## [What to produce]
Which lines in the records below contain the word "ChatRequestBuilder"? Report each of them.

## [Provided data]
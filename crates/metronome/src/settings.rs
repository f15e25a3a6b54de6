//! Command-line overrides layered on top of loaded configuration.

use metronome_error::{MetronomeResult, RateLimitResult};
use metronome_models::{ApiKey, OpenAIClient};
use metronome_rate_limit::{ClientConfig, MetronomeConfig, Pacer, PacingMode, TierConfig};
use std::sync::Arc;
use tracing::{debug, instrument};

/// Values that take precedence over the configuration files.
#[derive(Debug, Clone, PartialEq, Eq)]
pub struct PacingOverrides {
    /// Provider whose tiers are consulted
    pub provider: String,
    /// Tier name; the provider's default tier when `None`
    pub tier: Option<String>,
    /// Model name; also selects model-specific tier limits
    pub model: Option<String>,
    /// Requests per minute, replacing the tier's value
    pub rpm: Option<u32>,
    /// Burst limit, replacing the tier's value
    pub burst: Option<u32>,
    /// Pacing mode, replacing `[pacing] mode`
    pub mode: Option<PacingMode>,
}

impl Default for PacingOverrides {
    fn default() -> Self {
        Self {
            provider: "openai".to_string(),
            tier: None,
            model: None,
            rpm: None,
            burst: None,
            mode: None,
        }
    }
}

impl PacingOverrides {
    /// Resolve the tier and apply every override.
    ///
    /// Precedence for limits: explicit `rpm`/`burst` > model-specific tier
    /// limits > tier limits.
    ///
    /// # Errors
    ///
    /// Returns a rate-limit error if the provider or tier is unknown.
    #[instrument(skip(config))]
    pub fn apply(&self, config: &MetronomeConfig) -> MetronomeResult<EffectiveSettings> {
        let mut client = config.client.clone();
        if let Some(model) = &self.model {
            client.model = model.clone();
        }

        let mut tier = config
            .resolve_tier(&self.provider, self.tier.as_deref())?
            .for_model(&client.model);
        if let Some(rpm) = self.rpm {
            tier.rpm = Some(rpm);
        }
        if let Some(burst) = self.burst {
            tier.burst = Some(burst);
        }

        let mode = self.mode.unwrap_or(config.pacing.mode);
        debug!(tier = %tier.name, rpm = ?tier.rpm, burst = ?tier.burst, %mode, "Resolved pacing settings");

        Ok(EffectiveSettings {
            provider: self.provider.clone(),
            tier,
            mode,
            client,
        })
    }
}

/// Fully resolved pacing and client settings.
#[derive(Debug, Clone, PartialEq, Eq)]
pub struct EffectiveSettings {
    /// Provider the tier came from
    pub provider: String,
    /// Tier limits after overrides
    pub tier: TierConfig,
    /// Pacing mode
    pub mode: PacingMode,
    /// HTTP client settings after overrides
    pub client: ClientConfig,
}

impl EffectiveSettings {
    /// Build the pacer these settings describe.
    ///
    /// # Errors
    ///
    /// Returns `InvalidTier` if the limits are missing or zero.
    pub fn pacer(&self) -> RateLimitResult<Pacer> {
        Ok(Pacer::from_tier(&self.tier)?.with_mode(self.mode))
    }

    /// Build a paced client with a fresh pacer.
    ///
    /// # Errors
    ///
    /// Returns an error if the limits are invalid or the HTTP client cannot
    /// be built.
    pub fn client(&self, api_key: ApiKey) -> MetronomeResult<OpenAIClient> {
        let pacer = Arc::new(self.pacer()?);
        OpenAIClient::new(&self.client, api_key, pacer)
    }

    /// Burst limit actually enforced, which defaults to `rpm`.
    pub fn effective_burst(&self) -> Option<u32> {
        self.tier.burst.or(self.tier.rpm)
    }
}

---

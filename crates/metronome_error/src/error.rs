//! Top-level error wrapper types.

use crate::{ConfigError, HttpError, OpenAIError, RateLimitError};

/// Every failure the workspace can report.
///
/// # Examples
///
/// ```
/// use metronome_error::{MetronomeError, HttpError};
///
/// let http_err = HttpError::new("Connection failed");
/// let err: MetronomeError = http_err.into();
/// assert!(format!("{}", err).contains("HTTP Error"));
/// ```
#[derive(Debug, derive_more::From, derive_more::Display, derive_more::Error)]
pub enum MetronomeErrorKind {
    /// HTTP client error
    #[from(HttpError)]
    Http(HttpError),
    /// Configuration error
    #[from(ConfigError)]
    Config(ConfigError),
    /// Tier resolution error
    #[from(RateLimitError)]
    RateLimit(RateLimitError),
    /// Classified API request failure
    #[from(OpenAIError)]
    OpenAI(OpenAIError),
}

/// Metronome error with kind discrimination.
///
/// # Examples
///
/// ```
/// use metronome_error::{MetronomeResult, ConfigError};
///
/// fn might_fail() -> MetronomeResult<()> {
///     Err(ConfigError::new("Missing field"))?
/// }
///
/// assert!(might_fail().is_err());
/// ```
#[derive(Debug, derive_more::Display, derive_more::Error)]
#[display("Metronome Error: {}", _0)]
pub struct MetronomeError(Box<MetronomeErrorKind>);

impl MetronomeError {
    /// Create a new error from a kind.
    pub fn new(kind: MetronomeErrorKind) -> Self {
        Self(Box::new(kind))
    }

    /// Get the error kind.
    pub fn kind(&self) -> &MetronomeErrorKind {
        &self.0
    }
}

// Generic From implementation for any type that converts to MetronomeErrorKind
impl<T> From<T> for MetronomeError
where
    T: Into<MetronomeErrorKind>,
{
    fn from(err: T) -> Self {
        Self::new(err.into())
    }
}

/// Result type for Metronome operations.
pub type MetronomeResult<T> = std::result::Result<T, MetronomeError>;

* * *

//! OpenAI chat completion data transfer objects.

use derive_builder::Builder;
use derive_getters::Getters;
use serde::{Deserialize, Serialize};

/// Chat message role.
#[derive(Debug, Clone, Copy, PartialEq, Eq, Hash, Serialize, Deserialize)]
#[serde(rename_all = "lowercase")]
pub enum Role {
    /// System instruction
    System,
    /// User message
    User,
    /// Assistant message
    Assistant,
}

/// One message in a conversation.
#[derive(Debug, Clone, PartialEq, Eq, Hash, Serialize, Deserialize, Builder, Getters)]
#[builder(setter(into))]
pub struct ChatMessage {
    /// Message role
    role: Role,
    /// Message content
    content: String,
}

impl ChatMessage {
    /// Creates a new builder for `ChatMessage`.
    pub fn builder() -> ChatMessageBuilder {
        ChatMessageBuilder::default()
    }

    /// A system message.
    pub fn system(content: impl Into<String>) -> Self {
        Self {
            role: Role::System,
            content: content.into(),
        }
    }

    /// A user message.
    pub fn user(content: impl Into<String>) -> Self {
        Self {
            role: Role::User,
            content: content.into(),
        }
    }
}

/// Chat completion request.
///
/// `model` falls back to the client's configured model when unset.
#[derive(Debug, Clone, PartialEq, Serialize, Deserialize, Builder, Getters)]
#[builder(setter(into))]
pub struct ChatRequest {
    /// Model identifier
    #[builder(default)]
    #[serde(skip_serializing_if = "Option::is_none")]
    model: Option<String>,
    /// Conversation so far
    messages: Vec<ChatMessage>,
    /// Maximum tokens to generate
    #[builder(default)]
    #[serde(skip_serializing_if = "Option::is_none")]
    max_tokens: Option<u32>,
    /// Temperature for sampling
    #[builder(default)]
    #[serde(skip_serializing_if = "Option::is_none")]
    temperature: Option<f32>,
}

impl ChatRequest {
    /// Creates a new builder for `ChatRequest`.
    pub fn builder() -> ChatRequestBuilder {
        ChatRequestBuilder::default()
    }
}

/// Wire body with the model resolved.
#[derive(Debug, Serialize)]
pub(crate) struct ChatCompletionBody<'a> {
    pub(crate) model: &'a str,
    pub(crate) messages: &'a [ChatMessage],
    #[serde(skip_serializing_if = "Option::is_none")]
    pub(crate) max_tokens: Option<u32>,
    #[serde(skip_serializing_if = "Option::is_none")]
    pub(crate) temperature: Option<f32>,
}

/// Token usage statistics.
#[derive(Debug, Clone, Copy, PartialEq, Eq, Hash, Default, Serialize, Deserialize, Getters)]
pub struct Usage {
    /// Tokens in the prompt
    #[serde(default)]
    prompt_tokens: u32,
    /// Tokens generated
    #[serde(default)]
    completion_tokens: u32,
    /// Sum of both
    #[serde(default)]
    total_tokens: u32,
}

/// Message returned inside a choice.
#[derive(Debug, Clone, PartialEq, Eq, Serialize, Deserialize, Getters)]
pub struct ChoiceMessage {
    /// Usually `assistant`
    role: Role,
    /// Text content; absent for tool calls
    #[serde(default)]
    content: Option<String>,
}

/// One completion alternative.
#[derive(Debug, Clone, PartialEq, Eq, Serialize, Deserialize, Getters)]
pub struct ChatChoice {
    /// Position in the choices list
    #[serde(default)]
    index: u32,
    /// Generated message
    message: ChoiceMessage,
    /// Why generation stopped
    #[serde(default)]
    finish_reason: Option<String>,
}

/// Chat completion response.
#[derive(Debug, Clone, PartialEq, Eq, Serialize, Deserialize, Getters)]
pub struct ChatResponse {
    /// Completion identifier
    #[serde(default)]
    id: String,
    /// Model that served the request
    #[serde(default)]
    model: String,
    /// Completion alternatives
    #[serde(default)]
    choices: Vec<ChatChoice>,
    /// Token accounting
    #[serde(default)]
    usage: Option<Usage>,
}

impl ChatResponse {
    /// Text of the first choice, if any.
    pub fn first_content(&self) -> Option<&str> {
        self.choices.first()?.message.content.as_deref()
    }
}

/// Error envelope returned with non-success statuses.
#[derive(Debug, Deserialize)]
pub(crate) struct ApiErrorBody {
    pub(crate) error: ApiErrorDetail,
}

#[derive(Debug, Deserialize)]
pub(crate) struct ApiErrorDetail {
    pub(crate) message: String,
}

## [Exercise response]
    pub fn builder() -> ChatRequestBuilder {
        ChatRequestBuilder::default()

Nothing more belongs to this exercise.